PROMPT: Counting task for the data below: how many lines hold the word "Duration"? Answer with the number only.

DATA LISTING:
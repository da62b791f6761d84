//! Mailsense MCP (Model Context Protocol) Server
//!
//! This crate exposes the email analysis runtime to AI agents as MCP tools:
//! categorization, cold-outreach detection, context extraction, batch
//! analysis and token usage reporting.
//!
//! ## Architecture
//!
//! - `MailsenseMcpServer`: tool router implementing the MCP protocol
//! - `tools`: tool names grouped by category
//! - `bootstrap`: config loading and runtime wiring for the binary
//!
//! ## Example Usage
//!
//! ```no_run
//! use mailsense_core::LoadOptions;
//! use mailsense_mcp::{bootstrap, MailsenseMcpServer};
//!
//! #[tokio::main]
//! async fn main() -> anyhow::Result<()> {
//!     let app = bootstrap::bootstrap(LoadOptions::default())?;
//!     MailsenseMcpServer::new(app.runtime).run_stdio().await
//! }
//! ```

pub mod bootstrap;
mod server;
mod tools;

pub use server::{
    BatchAnalyzeInput, BatchOptionsInput, CategorizeInput, DetectColdInput, ExtractContextInput,
    MailsenseMcpServer, UsageStatsInput, UserProfileInput,
};
pub use tools::*;

use mailsense_core::AnalysisError;
use rmcp::model::ErrorCode;
use rmcp::ErrorData;
use serde_json::json;
use thiserror::Error;

/// Errors specific to MCP server operations
#[derive(Error, Debug)]
pub enum McpError {
    #[error(transparent)]
    Analysis(#[from] AnalysisError),

    #[error("validation error: {0}")]
    Validation(String),

    #[error("internal error: {0}")]
    Internal(String),
}

impl McpError {
    /// Convert to JSON-RPC error code
    pub fn error_code(&self) -> i32 {
        match self {
            McpError::Validation(_) => -32602, // Invalid params
            McpError::Internal(_) => -32603,
            McpError::Analysis(error) => match error {
                AnalysisError::InvalidRequest(_) => -32602,
                AnalysisError::UpstreamFetch { .. } => -32002, // Resource unavailable
                AnalysisError::Configuration(_) | AnalysisError::UnsupportedProvider(_) => -32001,
                AnalysisError::ProviderCall { .. } => -32003,
                AnalysisError::SchemaValidation { .. } => -32004,
            },
        }
    }

    pub fn kind(&self) -> &'static str {
        match self {
            McpError::Analysis(error) => error.kind(),
            McpError::Validation(_) => "invalid_request",
            McpError::Internal(_) => "internal_error",
        }
    }
}

impl From<McpError> for ErrorData {
    fn from(error: McpError) -> Self {
        let hint = match &error {
            McpError::Analysis(inner) => Some(inner.user_message()),
            _ => None,
        };
        ErrorData::new(
            ErrorCode(error.error_code()),
            error.to_string(),
            Some(json!({ "kind": error.kind(), "hint": hint })),
        )
    }
}

/// Result type for MCP operations
pub type McpResult<T> = Result<T, McpError>;

#[cfg(test)]
mod tests {
    use mailsense_core::AnalysisError;
    use rmcp::ErrorData;

    use super::McpError;

    #[test]
    fn analysis_failures_keep_distinct_codes() {
        let misconfigured = McpError::from(AnalysisError::Configuration("no key".to_string()));
        let malformed = McpError::from(AnalysisError::schema("categorize_email", "bad enum"));
        let unreachable = McpError::from(AnalysisError::provider("google", "timeout"));

        let codes =
            [misconfigured.error_code(), malformed.error_code(), unreachable.error_code()];
        assert_eq!(codes, [-32001, -32004, -32003]);
    }

    #[test]
    fn error_data_carries_kind_and_hint() {
        let data: ErrorData =
            McpError::from(AnalysisError::InvalidRequest("too many ids".to_string())).into();

        assert_eq!(data.code.0, -32602);
        let extra = data.data.expect("structured data");
        assert_eq!(extra["kind"], "invalid_request");
        assert!(extra["hint"].is_string());
    }
}
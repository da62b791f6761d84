use std::sync::Arc;
use std::time::Duration;

use mailsense_core::{AnalysisError, AppConfig, MailSource, ResultCache, UsageTracker};
use tracing::info;

use crate::analysis::EmailAnalyzer;
use crate::batch::BatchAnalyzer;
use crate::invoker::StructuredInvoker;
use crate::llm::{HttpModelSelector, ModelSelector};
use crate::prompts::{PromptBuilder, TemplatePromptBuilder};

/// Process-wide wiring: one cache and one usage tracker shared by every
/// request path.
#[derive(Clone)]
pub struct AgentRuntime {
    analyzer: EmailAnalyzer,
    batch: BatchAnalyzer,
    usage: Arc<UsageTracker>,
    cache: Arc<ResultCache>,
}

impl AgentRuntime {
    /// Builds a runtime that talks to the vendor HTTP APIs.
    pub fn from_config(config: &AppConfig, mail: Arc<dyn MailSource>) -> Result<Self, AnalysisError> {
        let selector = HttpModelSelector::new(Duration::from_secs(config.llm.timeout_secs))?;
        Self::with_selector(config, mail, Arc::new(selector))
    }

    pub fn with_selector(
        config: &AppConfig,
        mail: Arc<dyn MailSource>,
        selector: Arc<dyn ModelSelector>,
    ) -> Result<Self, AnalysisError> {
        let prompts: Arc<dyn PromptBuilder> = Arc::new(TemplatePromptBuilder::new()?);
        Ok(Self::assemble(config, mail, selector, prompts))
    }

    pub fn assemble(
        config: &AppConfig,
        mail: Arc<dyn MailSource>,
        selector: Arc<dyn ModelSelector>,
        prompts: Arc<dyn PromptBuilder>,
    ) -> Self {
        let usage = Arc::new(UsageTracker::default());
        let cache = Arc::new(ResultCache::new(Duration::from_secs(config.cache.ttl_secs)));
        let invoker = StructuredInvoker::new(config.llm.clone(), selector, usage.clone());
        let analyzer = EmailAnalyzer::new(mail, prompts, invoker, cache.clone());
        let batch = BatchAnalyzer::new(analyzer.clone(), config.batch.max_messages);

        info!(
            event_name = "runtime.ready",
            provider = %config.llm.provider,
            cache_ttl_secs = config.cache.ttl_secs,
            batch_max_messages = config.batch.max_messages,
            "analysis runtime assembled"
        );

        Self { analyzer, batch, usage, cache }
    }

    pub fn analyzer(&self) -> &EmailAnalyzer {
        &self.analyzer
    }

    pub fn batch(&self) -> &BatchAnalyzer {
        &self.batch
    }

    pub fn usage(&self) -> &Arc<UsageTracker> {
        &self.usage
    }

    pub fn cache(&self) -> &Arc<ResultCache> {
        &self.cache
    }
}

REPLY: 3